Every year thousands of young men and women purchase DJing equipment in the hopes of becoming highly paid, internationally renowned disc spinners but, according to reports, it’s all actually just a big prank and 99% of people who attempt to become DJs are just having the piss taken out of them by their mates.
“I got my mate Sam to buy a load of Pioneer gear,” explained prankster Dave Ryan from Liverpool, “he dropped a few grand on it and despite spending hours on it every day his mixes are shite but I kept telling him he was animal and to try make a career out it.”
“He’s now living in a one bed flat with 3 other people scraping by trying to be a DJ, it’s fucking hilarious,” he added. “He’s been forced to sell drugs to make extra money and I know for a fact that he’s living on beans on toast instead of proper food. It’s so funny how pathetic his life is.”
Dave claims that, knowing how difficult it is to become self sufficient based solely on DJing, he decided to wind up Sam to get back at him for accidentally pissing on his toilet seat while drunk but that “it’s sort of spawned a whole thing now, I can’t stop it yet”.

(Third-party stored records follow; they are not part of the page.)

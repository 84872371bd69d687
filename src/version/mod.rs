// src/version/mod.rs

//! Semantic version parsing, ordering, and bump arithmetic.
//!
//! Versions are strict `major.minor.patch` triples. Parsing tolerates a
//! leading `v`/`V` (release tags are often written that way) but rendering
//! is always canonical, so `v.to_string()` never reproduces the prefix.

use crate::error::{Error, Result};
use serde::{Deserialize, Serialize};
use std::fmt;
use std::str::FromStr;

/// A parsed semantic version. Immutable once constructed.
#[derive(Debug, Clone, Copy, PartialEq, Eq, PartialOrd, Ord, Hash)]
pub struct Version {
    pub major: u64,
    pub minor: u64,
    pub patch: u64,
}

/// Classification of a release by the nature of its changes.
///
/// Ordered by strength: when multiple signals disagree, the strongest wins.
#[derive(Debug, Clone, Copy, PartialEq, Eq, PartialOrd, Ord, Hash, Serialize, Deserialize)]
#[serde(rename_all = "lowercase")]
pub enum BumpType {
    Patch,
    Minor,
    Major,
}

impl BumpType {
    pub fn as_str(&self) -> &'static str {
        match self {
            Self::Major => "major",
            Self::Minor => "minor",
            Self::Patch => "patch",
        }
    }

    /// Parse a bump kind from a config string.
    pub fn parse(s: &str) -> Option<Self> {
        match s.to_ascii_lowercase().as_str() {
            "major" => Some(Self::Major),
            "minor" => Some(Self::Minor),
            "patch" => Some(Self::Patch),
            _ => None,
        }
    }
}

impl fmt::Display for BumpType {
    fn fmt(&self, f: &mut fmt::Formatter<'_>) -> fmt::Result {
        write!(f, "{}", self.as_str())
    }
}

impl Version {
    pub fn new(major: u64, minor: u64, patch: u64) -> Self {
        Self {
            major,
            minor,
            patch,
        }
    }

    /// Parse a version string.
    ///
    /// Accepts `"1.2.3"` and tag-style `"v1.2.3"`. Anything else is a
    /// format error: no pre-release suffixes, no missing components.
    pub fn parse(s: &str) -> Result<Self> {
        let trimmed = s.trim();
        let bare = trimmed
            .strip_prefix('v')
            .or_else(|| trimmed.strip_prefix('V'))
            .unwrap_or(trimmed);

        let mut parts = bare.split('.');
        let (major, minor, patch) = match (parts.next(), parts.next(), parts.next(), parts.next()) {
            (Some(a), Some(b), Some(c), None) => (
                parse_component(a, s)?,
                parse_component(b, s)?,
                parse_component(c, s)?,
            ),
            _ => return Err(Error::Format(s.to_string())),
        };

        Ok(Self::new(major, minor, patch))
    }

    /// Return a new version with the given component bumped.
    ///
    /// Major increments major and zeroes minor/patch; Minor increments
    /// minor and zeroes patch; Patch increments patch only.
    pub fn bump(&self, kind: BumpType) -> Version {
        match kind {
            BumpType::Major => Version::new(self.major + 1, 0, 0),
            BumpType::Minor => Version::new(self.major, self.minor + 1, 0),
            BumpType::Patch => Version::new(self.major, self.minor, self.patch + 1),
        }
    }

    /// The bump kind that takes `from` to `self`, if `self` is exactly one
    /// bump ahead. Returns `None` for equal versions, backward steps, and
    /// multi-step jumps.
    pub fn bump_from(&self, from: &Version) -> Option<BumpType> {
        for kind in [BumpType::Major, BumpType::Minor, BumpType::Patch] {
            if from.bump(kind) == *self {
                return Some(kind);
            }
        }
        None
    }
}

fn parse_component(part: &str, whole: &str) -> Result<u64> {
    if part.is_empty() || !part.bytes().all(|b| b.is_ascii_digit()) {
        return Err(Error::Format(whole.to_string()));
    }
    part.parse::<u64>()
        .map_err(|_| Error::Format(whole.to_string()))
}

impl fmt::Display for Version {
    fn fmt(&self, f: &mut fmt::Formatter<'_>) -> fmt::Result {
        write!(f, "{}.{}.{}", self.major, self.minor, self.patch)
    }
}

impl FromStr for Version {
    type Err = Error;

    fn from_str(s: &str) -> Result<Self> {
        Version::parse(s)
    }
}

impl Serialize for Version {
    fn serialize<S: serde::Serializer>(&self, serializer: S) -> std::result::Result<S::Ok, S::Error> {
        serializer.collect_str(self)
    }
}

impl<'de> Deserialize<'de> for Version {
    fn deserialize<D: serde::Deserializer<'de>>(deserializer: D) -> std::result::Result<Self, D::Error> {
        let s = String::deserialize(deserializer)?;
        Version::parse(&s).map_err(serde::de::Error::custom)
    }
}

/// Generate the stepping sequence from `current` (exclusive) to `target`
/// (inclusive): majors first, then minors, then patches.
///
/// This is the sequence a dense release history must have published, and
/// the planner checks the manifest chain against it. Empty when
/// `current >= target`.
pub fn intermediate_versions(current: Version, target: Version) -> Vec<Version> {
    if current >= target {
        return Vec::new();
    }

    let mut versions = Vec::new();
    let mut cursor = current;

    while cursor.major < target.major {
        cursor = cursor.bump(BumpType::Major);
        versions.push(cursor);
    }
    while cursor.minor < target.minor {
        cursor = cursor.bump(BumpType::Minor);
        versions.push(cursor);
    }
    while cursor.patch < target.patch {
        cursor = cursor.bump(BumpType::Patch);
        versions.push(cursor);
    }

    versions
}

#[cfg(test)]
mod tests {
    use super::*;

    #[test]
    fn test_parse_simple() {
        let v = Version::parse("1.2.3").unwrap();
        assert_eq!(v, Version::new(1, 2, 3));
    }

    #[test]
    fn test_parse_tag_prefix() {
        assert_eq!(Version::parse("v1.2.3").unwrap(), Version::new(1, 2, 3));
        assert_eq!(Version::parse("V0.1.0").unwrap(), Version::new(0, 1, 0));
    }

    #[test]
    fn test_parse_rejects_malformed() {
        for bad in ["", "1", "1.2", "1.2.3.4", "a.b.c", "1.2.x", "1..3", "-1.0.0", "1.0.0-rc1"] {
            assert!(Version::parse(bad).is_err(), "accepted {:?}", bad);
        }
    }

    #[test]
    fn test_render_parse_round_trip() {
        for s in ["0.0.0", "1.2.3", "10.20.30", "123.0.7"] {
            assert_eq!(Version::parse(s).unwrap().to_string(), s);
        }
    }

    #[test]
    fn test_total_order() {
        let a = Version::new(1, 2, 3);
        let b = Version::new(1, 3, 0);
        let c = Version::new(2, 0, 0);
        assert!(a < b && b < c && a < c);
        assert!(Version::new(1, 2, 3) == a);
        assert!(Version::new(1, 2, 4) > a);
    }

    #[test]
    fn test_bump_zeroes_lower_components() {
        let v = Version::new(1, 4, 7);
        assert_eq!(v.bump(BumpType::Major), Version::new(2, 0, 0));
        assert_eq!(v.bump(BumpType::Minor), Version::new(1, 5, 0));
        assert_eq!(v.bump(BumpType::Patch), Version::new(1, 4, 8));
    }

    #[test]
    fn test_bump_from() {
        let base = Version::new(1, 1, 1);
        assert_eq!(Version::new(2, 0, 0).bump_from(&base), Some(BumpType::Major));
        assert_eq!(Version::new(1, 2, 0).bump_from(&base), Some(BumpType::Minor));
        assert_eq!(Version::new(1, 1, 2).bump_from(&base), Some(BumpType::Patch));
        assert_eq!(base.bump_from(&base), None);
        assert_eq!(Version::new(1, 3, 0).bump_from(&base), None);
        assert_eq!(Version::new(1, 0, 0).bump_from(&base), None);
    }

    #[test]
    fn test_bump_strength_order() {
        assert!(BumpType::Major > BumpType::Minor);
        assert!(BumpType::Minor > BumpType::Patch);
    }

    #[test]
    fn test_intermediate_versions_stepping() {
        let steps = intermediate_versions(Version::new(1, 0, 0), Version::new(1, 2, 0));
        assert_eq!(steps, vec![Version::new(1, 1, 0), Version::new(1, 2, 0)]);

        let steps = intermediate_versions(Version::new(1, 0, 0), Version::new(2, 1, 1));
        assert_eq!(
            steps,
            vec![
                Version::new(2, 0, 0),
                Version::new(2, 1, 0),
                Version::new(2, 1, 1)
            ]
        );
    }

    #[test]
    fn test_intermediate_versions_no_forward_step() {
        assert!(intermediate_versions(Version::new(1, 0, 0), Version::new(1, 0, 0)).is_empty());
        assert!(intermediate_versions(Version::new(2, 0, 0), Version::new(1, 9, 9)).is_empty());
    }

    #[test]
    fn test_serde_as_string() {
        let v = Version::new(1, 2, 3);
        assert_eq!(serde_json::to_string(&v).unwrap(), "\"1.2.3\"");
        let back: Version = serde_json::from_str("\"v2.0.0\"").unwrap();
        assert_eq!(back, Version::new(2, 0, 0));
    }
}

Sam is reportedly unaware that the encouragement he has been receiving from Dave to continue living like a pauper, accepting free drinks, guestlist and exposure instead of currency is based on a cruel and unusual prank.
“I told him, get this, that he should ignore what people say and follow his dreams,” laughed Dave, “whatever the fuck that means. He’s been trying for a few years now, I reckon I’ll tell him I was only messing with him some day soon, maybe on the morning he moves back into his parent’s house in disgrace, knowing he’s wasted years of his life on a piss take.”

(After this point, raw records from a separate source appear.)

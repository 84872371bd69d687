// src/store/mod.rs

//! Release storage backends.
//!
//! The engine talks to release hosting through the [`ReleaseStore`] trait:
//! list published versions, fetch a version's manifest, fetch a file from
//! a release, and publish a new release. Failures distinguish a missing
//! resource ([`crate::Error::NotFound`]) from a transport fault
//! ([`crate::Error::Transport`]); only the latter is retryable.

mod dir;
mod http;

pub use dir::DirReleaseStore;
pub use http::HttpReleaseStore;

use crate::error::Result;
use crate::release::{Manifest, ManifestChain};
use crate::version::Version;
use std::fmt;

/// Identifier assigned to a published release by the backend.
#[derive(Debug, Clone, PartialEq, Eq)]
pub struct ReleaseId(pub String);

impl fmt::Display for ReleaseId {
    fn fmt(&self, f: &mut fmt::Formatter<'_>) -> fmt::Result {
        write!(f, "{}", self.0)
    }
}

/// A release-hosting backend.
pub trait ReleaseStore {
    /// All published versions, unordered.
    fn list_versions(&self) -> Result<Vec<Version>>;

    /// The manifest published for `version`.
    fn fetch_manifest(&self, version: Version) -> Result<Manifest>;

    /// The bytes of `rel_path` as published in release `version`.
    fn fetch_file(&self, version: Version, rel_path: &str) -> Result<Vec<u8>>;

    /// Publish a manifest together with the file contents it names.
    fn publish(&self, manifest: &Manifest, files: &[(String, Vec<u8>)]) -> Result<ReleaseId>;
}

/// Fetch every published manifest and assemble the ordered chain.
pub fn load_chain(store: &dyn ReleaseStore) -> Result<ManifestChain> {
    let versions = store.list_versions()?;
    let mut manifests = Vec::with_capacity(versions.len());
    for version in versions {
        manifests.push(store.fetch_manifest(version)?);
    }
    ManifestChain::from_manifests(manifests)
}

Dave claims that Sam never stood a chance of becoming a DJ in the current scene as “he wasn’t that good looking, didn’t really have an ear for tunes that’d set him apart and had terrible social media strategies”.
“It’d be tragic if it wasn’t so funny,” he added.
Anyone who has ever received advice like this in their teen years, claims the report, is most likely the victim of an elaborate and sustained prank by their mates because realistically becoming a superstar DJ is as likely as finding decent ketamine in 2015, not very.
“For every Carl Cox there’s about a million Frank Browns,” concluded Dave. “Who’s Frank Brown you ask? A lad off my road who tried for years to be a DJ before realising his dreams had turned to ashes in his mouth washed down with piss, I still laugh when I think of how good he was gotten. You definitely won’t have heard of him.”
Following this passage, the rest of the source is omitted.